• **Your assignment**
Read through the entries below and return each line with the word "discarded".

• **Raw data**
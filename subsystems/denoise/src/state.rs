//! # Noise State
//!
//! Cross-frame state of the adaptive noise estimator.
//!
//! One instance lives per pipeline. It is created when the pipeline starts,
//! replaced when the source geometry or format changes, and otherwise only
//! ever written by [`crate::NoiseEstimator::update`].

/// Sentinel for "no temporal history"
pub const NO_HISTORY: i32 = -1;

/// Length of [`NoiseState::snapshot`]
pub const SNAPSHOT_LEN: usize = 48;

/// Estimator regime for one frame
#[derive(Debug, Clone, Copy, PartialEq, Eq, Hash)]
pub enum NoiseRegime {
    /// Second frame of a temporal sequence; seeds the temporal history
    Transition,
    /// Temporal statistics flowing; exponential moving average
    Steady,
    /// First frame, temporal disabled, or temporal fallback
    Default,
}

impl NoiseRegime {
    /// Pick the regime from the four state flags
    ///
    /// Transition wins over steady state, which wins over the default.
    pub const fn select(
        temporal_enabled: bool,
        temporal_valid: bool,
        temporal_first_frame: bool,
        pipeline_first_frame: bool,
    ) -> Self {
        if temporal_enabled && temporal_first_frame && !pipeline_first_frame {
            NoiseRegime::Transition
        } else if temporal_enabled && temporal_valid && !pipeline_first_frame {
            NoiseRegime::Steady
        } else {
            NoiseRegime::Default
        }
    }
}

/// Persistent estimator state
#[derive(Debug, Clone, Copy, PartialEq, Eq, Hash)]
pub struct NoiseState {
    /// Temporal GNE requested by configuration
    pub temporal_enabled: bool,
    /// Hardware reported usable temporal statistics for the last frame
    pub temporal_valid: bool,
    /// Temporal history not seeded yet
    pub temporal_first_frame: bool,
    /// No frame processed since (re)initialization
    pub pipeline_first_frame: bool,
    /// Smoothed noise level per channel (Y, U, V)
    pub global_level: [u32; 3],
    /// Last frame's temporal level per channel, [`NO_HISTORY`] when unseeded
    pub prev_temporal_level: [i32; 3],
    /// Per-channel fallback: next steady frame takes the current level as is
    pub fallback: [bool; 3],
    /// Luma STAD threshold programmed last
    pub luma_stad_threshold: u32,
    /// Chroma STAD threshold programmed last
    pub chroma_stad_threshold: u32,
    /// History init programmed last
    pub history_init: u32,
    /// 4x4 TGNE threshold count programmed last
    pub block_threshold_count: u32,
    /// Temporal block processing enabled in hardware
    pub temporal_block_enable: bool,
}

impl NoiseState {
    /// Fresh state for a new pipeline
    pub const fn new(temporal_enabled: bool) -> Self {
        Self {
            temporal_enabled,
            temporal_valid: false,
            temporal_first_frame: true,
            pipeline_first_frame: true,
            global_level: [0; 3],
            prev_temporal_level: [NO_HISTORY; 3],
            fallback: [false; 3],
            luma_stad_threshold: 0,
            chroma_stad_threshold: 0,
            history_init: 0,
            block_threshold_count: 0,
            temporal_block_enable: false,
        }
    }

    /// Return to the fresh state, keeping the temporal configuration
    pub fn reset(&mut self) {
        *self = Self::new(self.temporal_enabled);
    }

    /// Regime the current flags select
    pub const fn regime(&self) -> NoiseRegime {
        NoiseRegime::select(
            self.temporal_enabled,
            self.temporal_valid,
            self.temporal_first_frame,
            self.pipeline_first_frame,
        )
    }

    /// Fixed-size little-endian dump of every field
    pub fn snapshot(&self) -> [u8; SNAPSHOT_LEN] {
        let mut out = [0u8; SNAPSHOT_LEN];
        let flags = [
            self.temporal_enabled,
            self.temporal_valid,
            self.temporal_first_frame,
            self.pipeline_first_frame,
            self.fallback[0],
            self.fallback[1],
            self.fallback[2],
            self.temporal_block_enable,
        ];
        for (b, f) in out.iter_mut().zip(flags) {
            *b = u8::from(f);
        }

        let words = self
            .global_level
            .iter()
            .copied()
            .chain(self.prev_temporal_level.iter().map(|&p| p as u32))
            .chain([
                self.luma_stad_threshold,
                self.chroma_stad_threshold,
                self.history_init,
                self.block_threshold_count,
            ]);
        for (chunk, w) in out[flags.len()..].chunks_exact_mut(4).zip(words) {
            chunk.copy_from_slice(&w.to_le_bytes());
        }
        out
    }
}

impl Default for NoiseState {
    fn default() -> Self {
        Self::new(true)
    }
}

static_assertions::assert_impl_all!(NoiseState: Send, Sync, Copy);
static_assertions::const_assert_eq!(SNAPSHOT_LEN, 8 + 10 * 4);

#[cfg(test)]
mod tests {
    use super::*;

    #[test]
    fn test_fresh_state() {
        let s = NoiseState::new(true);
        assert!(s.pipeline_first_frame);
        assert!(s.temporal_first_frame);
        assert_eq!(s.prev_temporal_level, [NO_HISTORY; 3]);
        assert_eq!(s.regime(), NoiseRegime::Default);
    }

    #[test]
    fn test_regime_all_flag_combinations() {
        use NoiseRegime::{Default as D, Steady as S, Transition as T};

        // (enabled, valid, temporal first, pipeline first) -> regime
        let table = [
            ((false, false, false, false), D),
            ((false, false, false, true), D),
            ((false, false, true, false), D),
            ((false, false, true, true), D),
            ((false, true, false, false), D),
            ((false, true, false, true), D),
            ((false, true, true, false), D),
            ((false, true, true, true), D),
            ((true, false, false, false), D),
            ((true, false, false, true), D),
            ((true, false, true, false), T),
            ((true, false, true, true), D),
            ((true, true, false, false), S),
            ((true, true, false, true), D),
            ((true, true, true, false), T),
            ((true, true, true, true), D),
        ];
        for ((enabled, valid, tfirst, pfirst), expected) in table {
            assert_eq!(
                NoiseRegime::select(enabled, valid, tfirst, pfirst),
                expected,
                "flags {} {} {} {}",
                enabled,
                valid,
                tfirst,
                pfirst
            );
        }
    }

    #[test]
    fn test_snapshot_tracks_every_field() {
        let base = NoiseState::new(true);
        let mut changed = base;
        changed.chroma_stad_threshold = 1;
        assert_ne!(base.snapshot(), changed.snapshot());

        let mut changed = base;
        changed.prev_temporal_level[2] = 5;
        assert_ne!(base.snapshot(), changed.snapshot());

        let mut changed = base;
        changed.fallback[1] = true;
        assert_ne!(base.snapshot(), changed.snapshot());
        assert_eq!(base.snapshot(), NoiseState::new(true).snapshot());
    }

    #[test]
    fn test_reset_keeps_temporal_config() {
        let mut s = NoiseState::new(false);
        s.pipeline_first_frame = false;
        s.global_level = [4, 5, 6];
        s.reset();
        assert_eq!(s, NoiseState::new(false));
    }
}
---
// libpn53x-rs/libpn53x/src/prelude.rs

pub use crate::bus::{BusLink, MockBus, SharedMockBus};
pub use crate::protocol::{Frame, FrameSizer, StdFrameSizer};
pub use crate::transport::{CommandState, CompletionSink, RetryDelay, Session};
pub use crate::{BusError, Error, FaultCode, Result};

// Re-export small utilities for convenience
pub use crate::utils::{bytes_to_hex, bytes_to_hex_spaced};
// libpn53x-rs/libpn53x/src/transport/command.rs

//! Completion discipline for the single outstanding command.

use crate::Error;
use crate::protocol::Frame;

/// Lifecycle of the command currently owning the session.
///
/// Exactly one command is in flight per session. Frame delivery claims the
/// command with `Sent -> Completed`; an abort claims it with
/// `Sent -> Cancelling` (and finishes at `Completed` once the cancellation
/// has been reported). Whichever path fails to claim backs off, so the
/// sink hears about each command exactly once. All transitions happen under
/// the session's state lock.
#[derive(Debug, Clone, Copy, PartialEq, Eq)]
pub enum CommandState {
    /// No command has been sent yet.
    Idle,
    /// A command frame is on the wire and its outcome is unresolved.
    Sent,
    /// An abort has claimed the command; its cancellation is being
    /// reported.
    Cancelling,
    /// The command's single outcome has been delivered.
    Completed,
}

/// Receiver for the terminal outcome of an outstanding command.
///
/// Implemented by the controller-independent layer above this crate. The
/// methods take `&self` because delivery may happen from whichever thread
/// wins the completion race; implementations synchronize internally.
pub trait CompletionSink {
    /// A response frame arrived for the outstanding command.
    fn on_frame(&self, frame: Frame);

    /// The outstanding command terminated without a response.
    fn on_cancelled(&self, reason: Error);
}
* * *
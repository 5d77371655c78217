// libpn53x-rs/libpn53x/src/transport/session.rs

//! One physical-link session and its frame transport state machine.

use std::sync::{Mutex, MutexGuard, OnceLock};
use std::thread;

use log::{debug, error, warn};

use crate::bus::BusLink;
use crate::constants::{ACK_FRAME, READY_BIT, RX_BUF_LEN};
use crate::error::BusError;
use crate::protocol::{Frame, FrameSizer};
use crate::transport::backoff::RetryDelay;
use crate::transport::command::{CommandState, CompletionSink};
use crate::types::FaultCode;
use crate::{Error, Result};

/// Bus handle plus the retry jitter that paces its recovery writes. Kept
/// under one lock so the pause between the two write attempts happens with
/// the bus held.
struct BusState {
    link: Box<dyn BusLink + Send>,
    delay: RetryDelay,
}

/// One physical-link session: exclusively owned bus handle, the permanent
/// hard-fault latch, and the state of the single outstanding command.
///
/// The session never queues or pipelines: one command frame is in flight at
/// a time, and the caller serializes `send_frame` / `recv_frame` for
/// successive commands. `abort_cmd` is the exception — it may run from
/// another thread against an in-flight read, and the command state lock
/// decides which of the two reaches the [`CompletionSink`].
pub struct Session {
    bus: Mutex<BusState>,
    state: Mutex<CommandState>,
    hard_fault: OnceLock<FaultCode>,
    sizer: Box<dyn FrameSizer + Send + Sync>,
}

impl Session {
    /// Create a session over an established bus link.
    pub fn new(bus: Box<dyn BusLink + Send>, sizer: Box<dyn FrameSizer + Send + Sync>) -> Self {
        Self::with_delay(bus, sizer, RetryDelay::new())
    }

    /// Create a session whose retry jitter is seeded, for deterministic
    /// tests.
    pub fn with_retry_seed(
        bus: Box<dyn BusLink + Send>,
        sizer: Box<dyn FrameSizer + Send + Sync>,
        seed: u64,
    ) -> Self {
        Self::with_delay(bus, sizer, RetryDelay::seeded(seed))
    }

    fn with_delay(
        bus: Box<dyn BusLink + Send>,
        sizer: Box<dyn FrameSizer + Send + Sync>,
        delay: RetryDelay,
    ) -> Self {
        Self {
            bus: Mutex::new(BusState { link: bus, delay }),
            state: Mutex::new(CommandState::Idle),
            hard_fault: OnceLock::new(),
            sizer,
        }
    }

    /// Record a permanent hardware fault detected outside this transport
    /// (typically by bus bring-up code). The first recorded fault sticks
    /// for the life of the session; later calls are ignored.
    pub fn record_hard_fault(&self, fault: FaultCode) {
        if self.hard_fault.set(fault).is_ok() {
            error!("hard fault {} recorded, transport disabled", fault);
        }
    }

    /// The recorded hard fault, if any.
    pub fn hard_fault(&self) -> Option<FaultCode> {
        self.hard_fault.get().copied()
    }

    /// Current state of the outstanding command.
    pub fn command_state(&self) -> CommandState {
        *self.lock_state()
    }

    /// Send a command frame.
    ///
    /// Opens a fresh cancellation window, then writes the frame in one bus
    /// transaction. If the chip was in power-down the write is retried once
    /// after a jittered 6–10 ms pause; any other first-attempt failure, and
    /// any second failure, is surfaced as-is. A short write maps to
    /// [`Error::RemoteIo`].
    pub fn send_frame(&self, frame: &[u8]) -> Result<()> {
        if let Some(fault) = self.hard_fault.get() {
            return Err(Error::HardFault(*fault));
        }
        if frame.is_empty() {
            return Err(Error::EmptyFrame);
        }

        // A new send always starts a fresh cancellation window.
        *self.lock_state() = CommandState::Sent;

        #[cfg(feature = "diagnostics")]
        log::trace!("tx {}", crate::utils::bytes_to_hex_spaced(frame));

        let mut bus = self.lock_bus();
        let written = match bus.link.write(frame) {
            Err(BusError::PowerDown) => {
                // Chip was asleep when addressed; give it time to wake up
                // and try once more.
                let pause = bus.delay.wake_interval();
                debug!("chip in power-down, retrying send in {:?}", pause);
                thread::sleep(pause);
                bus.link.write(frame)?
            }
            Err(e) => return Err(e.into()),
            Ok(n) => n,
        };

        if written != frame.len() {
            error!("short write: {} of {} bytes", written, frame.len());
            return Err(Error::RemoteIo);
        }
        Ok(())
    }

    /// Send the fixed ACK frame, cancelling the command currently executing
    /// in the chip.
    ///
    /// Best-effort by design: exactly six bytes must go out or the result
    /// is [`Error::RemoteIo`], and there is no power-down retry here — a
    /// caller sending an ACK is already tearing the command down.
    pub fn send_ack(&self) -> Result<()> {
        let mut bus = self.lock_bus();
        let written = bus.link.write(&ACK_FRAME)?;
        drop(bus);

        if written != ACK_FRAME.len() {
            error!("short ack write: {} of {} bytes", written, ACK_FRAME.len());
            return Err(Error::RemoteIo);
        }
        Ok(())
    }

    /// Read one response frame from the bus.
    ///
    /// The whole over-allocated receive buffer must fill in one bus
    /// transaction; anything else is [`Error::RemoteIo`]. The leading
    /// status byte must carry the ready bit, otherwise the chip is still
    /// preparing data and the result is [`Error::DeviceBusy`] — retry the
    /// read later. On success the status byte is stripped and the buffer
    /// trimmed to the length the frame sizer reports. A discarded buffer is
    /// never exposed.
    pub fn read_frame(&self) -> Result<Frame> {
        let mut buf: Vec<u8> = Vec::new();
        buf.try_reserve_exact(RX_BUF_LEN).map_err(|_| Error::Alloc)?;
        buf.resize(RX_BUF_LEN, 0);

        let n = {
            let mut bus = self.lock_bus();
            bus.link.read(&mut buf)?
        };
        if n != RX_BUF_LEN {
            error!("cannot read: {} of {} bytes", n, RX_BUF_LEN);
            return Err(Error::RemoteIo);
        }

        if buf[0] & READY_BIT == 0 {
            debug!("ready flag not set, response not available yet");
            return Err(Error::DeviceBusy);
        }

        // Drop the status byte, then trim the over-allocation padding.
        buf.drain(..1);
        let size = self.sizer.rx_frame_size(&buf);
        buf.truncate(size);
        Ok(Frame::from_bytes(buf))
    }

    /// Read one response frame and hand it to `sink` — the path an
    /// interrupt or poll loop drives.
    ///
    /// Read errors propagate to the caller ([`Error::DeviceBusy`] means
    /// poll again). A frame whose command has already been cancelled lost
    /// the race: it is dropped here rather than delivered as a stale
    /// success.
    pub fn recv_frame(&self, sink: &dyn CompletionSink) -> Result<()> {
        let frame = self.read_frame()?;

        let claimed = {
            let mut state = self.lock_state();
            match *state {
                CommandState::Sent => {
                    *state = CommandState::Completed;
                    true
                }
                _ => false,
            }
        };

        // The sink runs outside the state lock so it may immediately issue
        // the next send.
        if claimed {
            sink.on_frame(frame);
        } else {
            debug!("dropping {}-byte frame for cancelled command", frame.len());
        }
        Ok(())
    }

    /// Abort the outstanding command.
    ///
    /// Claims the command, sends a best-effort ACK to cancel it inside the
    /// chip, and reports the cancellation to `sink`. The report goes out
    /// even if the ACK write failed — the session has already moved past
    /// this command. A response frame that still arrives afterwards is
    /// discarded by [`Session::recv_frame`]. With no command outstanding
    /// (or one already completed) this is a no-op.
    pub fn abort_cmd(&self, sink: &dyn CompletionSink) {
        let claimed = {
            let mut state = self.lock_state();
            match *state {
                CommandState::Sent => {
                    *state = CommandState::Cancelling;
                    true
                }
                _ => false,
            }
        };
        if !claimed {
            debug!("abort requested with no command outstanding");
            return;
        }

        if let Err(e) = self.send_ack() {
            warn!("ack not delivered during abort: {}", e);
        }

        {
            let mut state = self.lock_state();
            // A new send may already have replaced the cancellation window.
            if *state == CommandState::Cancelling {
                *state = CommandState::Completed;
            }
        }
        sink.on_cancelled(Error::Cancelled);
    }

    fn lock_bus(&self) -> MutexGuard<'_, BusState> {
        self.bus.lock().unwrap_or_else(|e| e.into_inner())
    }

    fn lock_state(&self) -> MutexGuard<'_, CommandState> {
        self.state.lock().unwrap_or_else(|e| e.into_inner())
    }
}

• **Answer section**
    /// trimmed to the length the frame sizer reports. A discarded buffer is
    /// discarded by [`Session::recv_frame`]. With no command outstanding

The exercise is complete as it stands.